Our paper looks at examples from Can Tho (Vietnam), Jakarta, and Kampala, but these processes are playing out in cities in virtually every corner of the Global South. And the scope of these interventions is growing: if Bank spending gets close to the $25 billion per year it aims to leverage by 2025, GSA-aligned investments would be one of the biggest lines of ‘climate finance’ in the world.
While GSA operates at the interface of global institutions and the city, its practices have structural ramifications. Overaccumulated northern capital has been desperately seeking profitable investment in a high liquidity, low yield world. GSA, through its technical assistance and derisking activities, aims to produce a pipeline of investable frontiers. As more cities gain access to debt markets and their needs for adaptation grow, GSA offers a multi-sited spatial fix: physically fixing Northern capital in Southern infrastructure and staving off crises of overaccumulation, producing new geographies of accumulation and the ability to absorb the ravages of a changing climate.

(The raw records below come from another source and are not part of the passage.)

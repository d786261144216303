//! tokio-util codec adapters around the message codec.

use std::{io, sync::Arc};

use bytes::BytesMut;
use flexfix_core::FixMessage;
use flexfix_messages::{EncodingError, Parser, ParserStatus, finalize, serialize};
use memchr::memchr;
use thiserror::Error;
use tokio_util::codec::{Decoder, Encoder};
use tracing::{debug, error, info};

/// Version overrides and defaults handed to every parse call.
#[derive(Clone, Debug, Default)]
pub struct ParseOptions {
    /// Version record forced as the session-layer dictionary
    pub session_version: Option<String>,
    /// Version record forced as the application-layer dictionary
    pub application_version: Option<String>,
    /// Version record used when no application-layer version matches
    pub default_application_version: Option<String>,
}

/// Discards bytes up to the next plausible message start.
///
/// Called after the parser reported lost framing or malformed input. The
/// next candidate is a `8` followed by `=`, or a `8` ending the buffer
/// (the rest of its `BeginString` field may still be in flight); anything
/// before it is unrecoverable. Without a candidate the whole buffer is
/// garbage.
pub(crate) fn drop_broken_bytes(buf: &mut BytesMut) {
    // Start behind the first byte so a broken message that itself begins
    // with "8=" is not handed back to the parser unchanged.
    let mut search_from = 1;
    while let Some(offset) = buf.get(search_from..).and_then(|tail| memchr(b'8', tail)) {
        let candidate = search_from + offset;
        if candidate + 1 == buf.len() || buf[candidate + 1] == b'=' {
            buf.split_to(candidate).freeze();
            info!("dropped {candidate} bytes of broken input");
            return;
        }
        search_from = candidate + 1;
    }
    let dropped = buf.len();
    buf.clear();
    info!("dropped {dropped} bytes of broken input");
}

/// Frames and decodes inbound FIX messages.
///
/// On a complete message the consumed bytes are split off the buffer; on
/// exhausted input the buffer is kept for the next read; on any other
/// parser status the broken prefix is discarded and the status is
/// surfaced as an item so the session can react.
pub struct FixDecoder {
    parser: Arc<Parser>,
    options: ParseOptions,
}

impl FixDecoder {
    pub fn new(parser: Arc<Parser>, options: ParseOptions) -> FixDecoder {
        FixDecoder { parser, options }
    }
}

impl Decoder for FixDecoder {
    type Error = io::Error;
    type Item = Result<Box<FixMessage>, ParserStatus>;

    fn decode(&mut self, src: &mut BytesMut) -> Result<Option<Self::Item>, Self::Error> {
        if src.is_empty() {
            return Ok(None);
        }
        debug!(
            "Raw data input :: {}",
            String::from_utf8_lossy(src).replace('\x01', "|")
        );

        let result = self.parser.parse(
            src,
            self.options.session_version.as_deref(),
            self.options.application_version.as_deref(),
            self.options.default_application_version.as_deref(),
        );
        match result.status {
            ParserStatus::Complete => {
                src.split_to(result.consumed).freeze();
                match result.message {
                    Some(message) => Ok(Some(Ok(Box::new(message)))),
                    None => Ok(None),
                }
            }
            ParserStatus::Exhausted => Ok(None),
            status => {
                error!("error decoding message: {status:?}");
                drop_broken_bytes(src);
                Ok(Some(Err(status)))
            }
        }
    }
}

#[derive(Debug, Error)]
pub enum FixEncoderError {
    #[error("IO error: {0}")]
    Io(#[from] io::Error),
    #[error("encoding error: {0}")]
    Encoding(#[from] EncodingError),
}

/// Finalizes and serializes outbound FIX messages.
#[derive(Debug, Default)]
pub struct FixEncoder {}

impl FixEncoder {
    pub fn new() -> FixEncoder {
        FixEncoder {}
    }
}

impl Encoder<Box<FixMessage>> for FixEncoder {
    type Error = FixEncoderError;

    fn encode(
        &mut self,
        mut message: Box<FixMessage>,
        dst: &mut BytesMut,
    ) -> Result<(), Self::Error> {
        finalize(&mut message)?;
        let buffer = serialize(&message);
        dst.extend_from_slice(&buffer);
        debug!(
            "Encoded raw data: {}",
            String::from_utf8_lossy(&buffer).replace('\x01', "|")
        );
        Ok(())
    }
}
use std::fmt;

use crate::{TagNum, message::ElementList};

/// A single scalar `tag=value` field.
///
/// The content is kept exactly as received (or as supplied by the
/// application). Values of data fields may contain SOH bytes, so content is
/// raw bytes rather than text.
#[derive(Clone, Debug, Eq, PartialEq)]
pub struct Field {
    tag: TagNum,
    content: Vec<u8>,
}

impl Field {
    pub fn new(tag: TagNum, content: impl Into<Vec<u8>>) -> Field {
        Field {
            tag,
            content: content.into(),
        }
    }

    pub fn tag(&self) -> TagNum {
        self.tag
    }

    pub fn content(&self) -> &[u8] {
        &self.content
    }

    pub(crate) fn set_content(&mut self, content: Vec<u8>) {
        self.content = content;
    }
}

/// A repeating group: the count field plus an ordered list of instances.
///
/// `content` is the literal count string received on the wire - usually a
/// decimal integer, possibly empty or non-numeric for tolerantly parsed
/// input. Each instance is a mini-message holding the instance's elements in
/// wire order.
#[derive(Clone, Debug, Default, Eq, PartialEq)]
pub struct Group {
    tag: TagNum,
    content: Vec<u8>,
    instances: Vec<ElementList>,
}

impl Group {
    pub fn new(tag: TagNum, content: impl Into<Vec<u8>>) -> Group {
        Group {
            tag,
            content: content.into(),
            instances: Vec::new(),
        }
    }

    pub fn with_instances(
        tag: TagNum,
        content: impl Into<Vec<u8>>,
        instances: Vec<ElementList>,
    ) -> Group {
        Group {
            tag,
            content: content.into(),
            instances,
        }
    }

    pub fn tag(&self) -> TagNum {
        self.tag
    }

    pub fn content(&self) -> &[u8] {
        &self.content
    }

    pub fn instances(&self) -> &[ElementList] {
        &self.instances
    }

    pub fn add_instance(&mut self, instance: ElementList) {
        self.instances.push(instance);
    }

    pub(crate) fn set_content(&mut self, content: Vec<u8>) {
        self.content = content;
    }
}

/// A wire element of a FIX message: either a scalar field or a repeating
/// group.
#[derive(Clone, Debug, Eq, PartialEq)]
pub enum Element {
    Field(Field),
    Group(Group),
}

impl Element {
    pub fn field(tag: TagNum, content: impl Into<Vec<u8>>) -> Element {
        Element::Field(Field::new(tag, content))
    }

    pub fn tag(&self) -> TagNum {
        match self {
            Element::Field(field) => field.tag(),
            Element::Group(group) => group.tag(),
        }
    }

    /// The element's own content bytes. For a group this is the literal
    /// count string, not the instances.
    pub fn content(&self) -> &[u8] {
        match self {
            Element::Field(field) => field.content(),
            Element::Group(group) => group.content(),
        }
    }

    pub fn as_field(&self) -> Option<&Field> {
        match self {
            Element::Field(field) => Some(field),
            Element::Group(_) => None,
        }
    }

    pub fn as_group(&self) -> Option<&Group> {
        match self {
            Element::Group(group) => Some(group),
            Element::Field(_) => None,
        }
    }

    pub fn is_field(&self) -> bool {
        matches!(self, Element::Field(_))
    }

    pub fn is_group(&self) -> bool {
        matches!(self, Element::Group(_))
    }

    pub(crate) fn set_content(&mut self, content: Vec<u8>) {
        match self {
            Element::Field(field) => field.set_content(content),
            Element::Group(group) => group.set_content(content),
        }
    }
}

impl fmt::Display for Element {
    fn fmt(&self, f: &mut fmt::Formatter<'_>) -> fmt::Result {
        write!(f, "{}={}", self.tag(), String::from_utf8_lossy(self.content()))
    }
}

It remains to be seen how much private investment in public infrastructure GSA ultimately will generate; to this point, GSA is still much more about beginning to restructure city governance than tracking trillions in Global North investment into Southern built environments and the (mal)adaptive impacts those infrastructures produce. As a World Bank staffer told us, ““right now less than 2% [of investable private capital] gets invested in urban infrastructure. So, these are pension funds, sovereign wealth funds, mutual funds, and they’re out there, they’re looking for reasonable returns, in a very low return market right now. So, we think there’s an opportunity to tap some of that”. This sums up GSA as it empowers technocrats and financiers to shape what kinds of infrastructure are realized and how it is financed, producing cities and infrastructure as investable enclaves while rents flow to investors.

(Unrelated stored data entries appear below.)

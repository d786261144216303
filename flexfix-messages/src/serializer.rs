//! Message serialization and finalization.
//!
//! Serialization emits header, body and trailer elements in iteration
//! order as `tag=content<SOH>`, groups first emitting their own count
//! field and then each instance recursively. Nothing is re-ordered or
//! normalised, so a parsed message serializes back to its original bytes.
//!
//! [`finalize`] stamps the three computed fields: `SendingTime(52)`,
//! `BodyLength(9)` and `CheckSum(10)`.

use chrono::{DateTime, Utc};
use flexfix_core::{Element, FixMessage, Length, SOH, TagNum, tags};

/// Errors raised while encoding a message.
#[derive(Debug, thiserror::Error)]
pub enum EncodingError {
    /// The message body is too large for the `BodyLength` field
    #[error("body length {0} exceeds the representable BodyLength range")]
    BodyLengthOverflow(usize),
}

/// Byte-oriented output writer for the FIX tag=value encoding.
pub struct Serializer {
    output: Vec<u8>,
}

impl Default for Serializer {
    fn default() -> Self {
        Self::new()
    }
}

impl Serializer {
    pub fn new() -> Serializer {
        Serializer { output: Vec::new() }
    }

    pub fn output(&self) -> &[u8] {
        &self.output
    }

    pub fn take(self) -> Vec<u8> {
        self.output
    }

    /// Emits `tag=content<SOH>`.
    pub fn serialize_field(&mut self, tag: TagNum, content: &[u8]) {
        let mut buffer = itoa::Buffer::new();
        self.output.extend_from_slice(buffer.format(tag).as_bytes());
        self.output.push(b'=');
        self.output.extend_from_slice(content);
        self.output.push(SOH);
    }

    /// Emits an element: a field as one `tag=content` pair, a group as its
    /// count field followed by every instance's elements.
    pub fn serialize_element(&mut self, element: &Element) {
        match element {
            Element::Field(field) => self.serialize_field(field.tag(), field.content()),
            Element::Group(group) => {
                self.serialize_field(group.tag(), group.content());
                for instance in group.instances() {
                    for element in instance.ordered_iter() {
                        self.serialize_element(element);
                    }
                }
            }
        }
    }
}

/// Canonical wire form of a message: header, body, trailer, in iteration
/// order.
pub fn serialize(message: &FixMessage) -> Vec<u8> {
    let mut serializer = Serializer::new();
    for section in [&message.header, &message.body, &message.trailer] {
        for element in section.ordered_iter() {
            serializer.serialize_element(element);
        }
    }
    serializer.take()
}

fn decimal_len(tag: TagNum) -> usize {
    let mut buffer = itoa::Buffer::new();
    buffer.format(tag).len()
}

/// Encoded size of one element: `len(tag) + 1 + len(content) + 1`, groups
/// adding their instances recursively.
fn encoded_len(element: &Element) -> usize {
    match element {
        Element::Field(field) => decimal_len(field.tag()) + 1 + field.content().len() + 1,
        Element::Group(group) => {
            let mut len = decimal_len(group.tag()) + 1 + group.content().len() + 1;
            for instance in group.instances() {
                for element in instance.ordered_iter() {
                    len += encoded_len(element);
                }
            }
            len
        }
    }
}

/// `BodyLength(9)` value of a message: the byte count of the serialized
/// form from just after the `BodyLength` field's SOH up to the first byte
/// of `CheckSum(10)`.
pub fn body_length(message: &FixMessage) -> Result<Length, EncodingError> {
    let mut total = 0usize;
    let mut past_body_length = false;
    for element in message.header.ordered_iter() {
        if past_body_length {
            total += encoded_len(element);
        }
        if element.tag() == tags::BODY_LENGTH {
            past_body_length = true;
        }
    }
    for element in message.body.ordered_iter() {
        total += encoded_len(element);
    }
    for element in message.trailer.ordered_iter() {
        if element.tag() == tags::CHECK_SUM {
            break;
        }
        total += encoded_len(element);
    }
    Length::try_from(total).map_err(|_| EncodingError::BodyLengthOverflow(total))
}

/// `CheckSum(10)` value of a message: the unsigned byte sum of the
/// serialized form up to but excluding the `CheckSum` field, modulo 256.
pub fn checksum(message: &FixMessage) -> u8 {
    let mut serializer = Serializer::new();
    'sections: for section in [&message.header, &message.body, &message.trailer] {
        for element in section.ordered_iter() {
            if element.tag() == tags::CHECK_SUM {
                break 'sections;
            }
            serializer.serialize_element(element);
        }
    }
    serializer
        .output()
        .iter()
        .fold(0u8, |sum, byte| sum.wrapping_add(*byte))
}

/// Stamps `SendingTime(52)` with the current UTC time, then writes
/// `BodyLength(9)` and `CheckSum(10)`. Existing fields are overwritten in
/// place; missing ones are appended to their section.
pub fn finalize(message: &mut FixMessage) -> Result<(), EncodingError> {
    finalize_at(message, Utc::now())
}

/// [`finalize`] with an explicit `SendingTime`.
pub fn finalize_at(
    message: &mut FixMessage,
    sending_time: DateTime<Utc>,
) -> Result<(), EncodingError> {
    message.header.set_field(
        tags::SENDING_TIME,
        sending_time
            .format("%Y%m%d-%H:%M:%S%.3f")
            .to_string()
            .into_bytes(),
    );

    let length = body_length(message)?;
    let mut buffer = itoa::Buffer::new();
    message
        .header
        .set_field(tags::BODY_LENGTH, buffer.format(length).as_bytes());

    let checksum = checksum(message);
    message
        .trailer
        .set_field(tags::CHECK_SUM, format!("{checksum:03}").into_bytes());
    Ok(())
}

Ultimately, we reject the reframing of ‘climate debts’ enabled by GSA from a radical claim to righting past and ongoing injustices that produce uneven climate risks into a technocratic syntax that heaps financial debt onto vulnerable cities in the Global South. There is much scope for (geographical) political economists to envision other modes for producing future-ready infrastructure, and the institutions to facilitate those futures. The move toward normalizing discourses of global green Keynesianism are welcome, but insufficient. Instead, our next steps are to figure out how the highly concentrated finance that the GSA mobilizes can be repurposed to facilitate the decommodification of climate resilience and mitigation.